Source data
▼

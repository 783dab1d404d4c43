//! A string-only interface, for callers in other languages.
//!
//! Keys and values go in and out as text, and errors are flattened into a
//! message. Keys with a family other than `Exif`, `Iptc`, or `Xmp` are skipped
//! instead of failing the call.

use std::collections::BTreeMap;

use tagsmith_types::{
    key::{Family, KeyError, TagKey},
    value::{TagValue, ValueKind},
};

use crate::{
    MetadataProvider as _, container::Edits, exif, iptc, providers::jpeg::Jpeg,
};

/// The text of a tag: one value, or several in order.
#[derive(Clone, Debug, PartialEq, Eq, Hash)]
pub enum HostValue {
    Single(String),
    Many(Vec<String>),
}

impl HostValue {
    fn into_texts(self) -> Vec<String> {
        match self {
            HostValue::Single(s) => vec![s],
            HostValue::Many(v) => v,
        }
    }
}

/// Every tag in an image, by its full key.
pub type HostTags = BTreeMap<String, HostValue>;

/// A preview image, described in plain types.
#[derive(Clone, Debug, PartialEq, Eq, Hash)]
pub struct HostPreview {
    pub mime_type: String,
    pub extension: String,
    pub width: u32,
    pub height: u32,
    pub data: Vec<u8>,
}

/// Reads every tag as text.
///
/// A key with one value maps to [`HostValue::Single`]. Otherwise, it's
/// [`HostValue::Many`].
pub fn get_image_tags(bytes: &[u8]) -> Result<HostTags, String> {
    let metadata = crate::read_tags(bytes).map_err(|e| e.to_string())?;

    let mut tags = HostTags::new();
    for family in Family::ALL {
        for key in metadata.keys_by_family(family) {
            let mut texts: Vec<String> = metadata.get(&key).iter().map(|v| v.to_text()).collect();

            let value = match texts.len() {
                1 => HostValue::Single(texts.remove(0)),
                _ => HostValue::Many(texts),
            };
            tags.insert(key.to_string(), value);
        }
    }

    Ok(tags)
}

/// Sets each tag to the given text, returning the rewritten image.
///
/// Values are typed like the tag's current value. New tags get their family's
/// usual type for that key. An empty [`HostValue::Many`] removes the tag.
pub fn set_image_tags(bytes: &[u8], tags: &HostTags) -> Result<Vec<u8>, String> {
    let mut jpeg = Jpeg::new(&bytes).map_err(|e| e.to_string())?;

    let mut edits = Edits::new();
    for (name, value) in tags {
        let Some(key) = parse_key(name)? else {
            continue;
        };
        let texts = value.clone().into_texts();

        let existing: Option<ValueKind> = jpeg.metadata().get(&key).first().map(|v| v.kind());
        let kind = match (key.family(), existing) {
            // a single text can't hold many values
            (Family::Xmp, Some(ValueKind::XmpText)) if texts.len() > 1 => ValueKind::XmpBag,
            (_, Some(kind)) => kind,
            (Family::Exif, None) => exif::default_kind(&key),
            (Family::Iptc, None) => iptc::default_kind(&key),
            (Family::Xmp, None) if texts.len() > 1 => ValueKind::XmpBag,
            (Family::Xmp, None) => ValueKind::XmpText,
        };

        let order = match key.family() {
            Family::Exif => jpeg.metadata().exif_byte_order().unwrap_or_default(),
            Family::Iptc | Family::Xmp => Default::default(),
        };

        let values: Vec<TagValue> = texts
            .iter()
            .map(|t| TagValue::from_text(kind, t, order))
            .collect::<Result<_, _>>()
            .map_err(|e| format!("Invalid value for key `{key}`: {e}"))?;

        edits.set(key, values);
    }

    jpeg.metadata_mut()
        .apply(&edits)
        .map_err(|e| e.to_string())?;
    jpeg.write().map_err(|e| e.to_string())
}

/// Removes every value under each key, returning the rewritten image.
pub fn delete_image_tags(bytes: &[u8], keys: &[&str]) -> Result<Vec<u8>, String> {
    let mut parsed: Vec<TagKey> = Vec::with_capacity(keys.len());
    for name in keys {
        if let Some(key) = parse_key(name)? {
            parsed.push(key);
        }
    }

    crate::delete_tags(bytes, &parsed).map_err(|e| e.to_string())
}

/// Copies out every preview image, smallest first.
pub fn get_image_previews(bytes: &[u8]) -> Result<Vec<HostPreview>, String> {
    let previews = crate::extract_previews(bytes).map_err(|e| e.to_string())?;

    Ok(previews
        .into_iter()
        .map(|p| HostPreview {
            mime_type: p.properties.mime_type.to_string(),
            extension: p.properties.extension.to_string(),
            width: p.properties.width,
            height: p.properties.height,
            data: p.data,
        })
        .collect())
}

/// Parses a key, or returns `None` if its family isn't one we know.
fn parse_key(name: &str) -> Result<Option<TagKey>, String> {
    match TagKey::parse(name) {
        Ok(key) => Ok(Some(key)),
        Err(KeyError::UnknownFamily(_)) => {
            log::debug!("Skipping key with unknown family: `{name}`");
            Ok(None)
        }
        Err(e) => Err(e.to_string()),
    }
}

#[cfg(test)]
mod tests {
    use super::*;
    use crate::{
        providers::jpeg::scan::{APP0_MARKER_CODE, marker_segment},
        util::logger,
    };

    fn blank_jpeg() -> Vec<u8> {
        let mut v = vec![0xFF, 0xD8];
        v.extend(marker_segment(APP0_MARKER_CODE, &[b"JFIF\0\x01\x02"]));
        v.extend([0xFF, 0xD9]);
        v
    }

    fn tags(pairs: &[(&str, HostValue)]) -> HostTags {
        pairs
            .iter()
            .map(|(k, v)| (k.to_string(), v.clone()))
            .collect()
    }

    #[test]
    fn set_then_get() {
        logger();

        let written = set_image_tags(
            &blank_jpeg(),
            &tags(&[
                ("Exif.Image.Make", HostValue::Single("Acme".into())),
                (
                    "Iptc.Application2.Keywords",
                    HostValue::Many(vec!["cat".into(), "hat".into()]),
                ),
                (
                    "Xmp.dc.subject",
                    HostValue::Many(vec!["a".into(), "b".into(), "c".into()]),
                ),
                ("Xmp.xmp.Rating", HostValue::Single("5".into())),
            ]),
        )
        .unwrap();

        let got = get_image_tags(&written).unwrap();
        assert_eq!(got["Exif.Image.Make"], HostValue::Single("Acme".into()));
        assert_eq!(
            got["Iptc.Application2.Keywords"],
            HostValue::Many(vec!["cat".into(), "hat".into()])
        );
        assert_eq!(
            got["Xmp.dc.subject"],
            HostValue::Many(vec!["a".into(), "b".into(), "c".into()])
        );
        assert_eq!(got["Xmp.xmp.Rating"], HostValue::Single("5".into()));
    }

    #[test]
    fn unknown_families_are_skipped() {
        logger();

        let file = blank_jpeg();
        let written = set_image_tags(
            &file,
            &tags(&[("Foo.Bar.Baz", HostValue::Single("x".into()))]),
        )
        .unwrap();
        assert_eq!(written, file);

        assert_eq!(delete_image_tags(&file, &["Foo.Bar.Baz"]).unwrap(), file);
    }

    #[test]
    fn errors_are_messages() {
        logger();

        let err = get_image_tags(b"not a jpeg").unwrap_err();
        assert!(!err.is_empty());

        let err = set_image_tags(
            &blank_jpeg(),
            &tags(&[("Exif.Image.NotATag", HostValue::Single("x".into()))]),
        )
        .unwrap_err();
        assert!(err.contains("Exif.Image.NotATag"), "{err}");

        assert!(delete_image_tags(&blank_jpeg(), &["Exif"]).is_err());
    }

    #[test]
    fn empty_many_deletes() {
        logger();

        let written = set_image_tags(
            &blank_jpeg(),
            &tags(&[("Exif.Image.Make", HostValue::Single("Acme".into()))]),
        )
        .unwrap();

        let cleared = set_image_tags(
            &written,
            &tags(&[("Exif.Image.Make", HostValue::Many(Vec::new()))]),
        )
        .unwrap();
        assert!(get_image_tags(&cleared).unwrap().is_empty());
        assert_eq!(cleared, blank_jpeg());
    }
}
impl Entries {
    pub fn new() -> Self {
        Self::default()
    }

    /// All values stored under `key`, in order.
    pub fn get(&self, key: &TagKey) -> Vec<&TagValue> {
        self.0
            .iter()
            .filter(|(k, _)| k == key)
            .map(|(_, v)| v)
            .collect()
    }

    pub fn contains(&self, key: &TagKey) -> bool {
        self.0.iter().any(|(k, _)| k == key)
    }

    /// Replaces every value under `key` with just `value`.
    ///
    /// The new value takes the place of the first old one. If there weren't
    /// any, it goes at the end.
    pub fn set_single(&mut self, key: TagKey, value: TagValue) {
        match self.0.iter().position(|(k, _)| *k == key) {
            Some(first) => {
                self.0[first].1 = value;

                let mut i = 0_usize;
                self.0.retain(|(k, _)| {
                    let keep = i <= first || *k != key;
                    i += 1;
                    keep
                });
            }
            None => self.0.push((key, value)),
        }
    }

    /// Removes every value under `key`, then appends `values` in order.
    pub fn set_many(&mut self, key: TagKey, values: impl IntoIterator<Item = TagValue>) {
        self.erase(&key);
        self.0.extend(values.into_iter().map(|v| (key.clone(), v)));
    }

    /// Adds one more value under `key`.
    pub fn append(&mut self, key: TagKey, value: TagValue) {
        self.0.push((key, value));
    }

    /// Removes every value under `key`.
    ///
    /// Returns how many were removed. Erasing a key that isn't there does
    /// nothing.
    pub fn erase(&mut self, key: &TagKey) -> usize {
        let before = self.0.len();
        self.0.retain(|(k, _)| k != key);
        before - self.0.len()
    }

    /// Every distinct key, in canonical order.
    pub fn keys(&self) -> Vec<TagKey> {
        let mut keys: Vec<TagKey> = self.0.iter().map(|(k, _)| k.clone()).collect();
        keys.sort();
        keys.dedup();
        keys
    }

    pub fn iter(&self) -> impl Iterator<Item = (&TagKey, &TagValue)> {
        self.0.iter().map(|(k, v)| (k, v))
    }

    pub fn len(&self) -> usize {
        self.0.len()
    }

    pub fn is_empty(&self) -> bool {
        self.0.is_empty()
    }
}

▲

Problem requirements: Determine how many lines of the entries above carry the string "first", and give that number alone.

Result: 6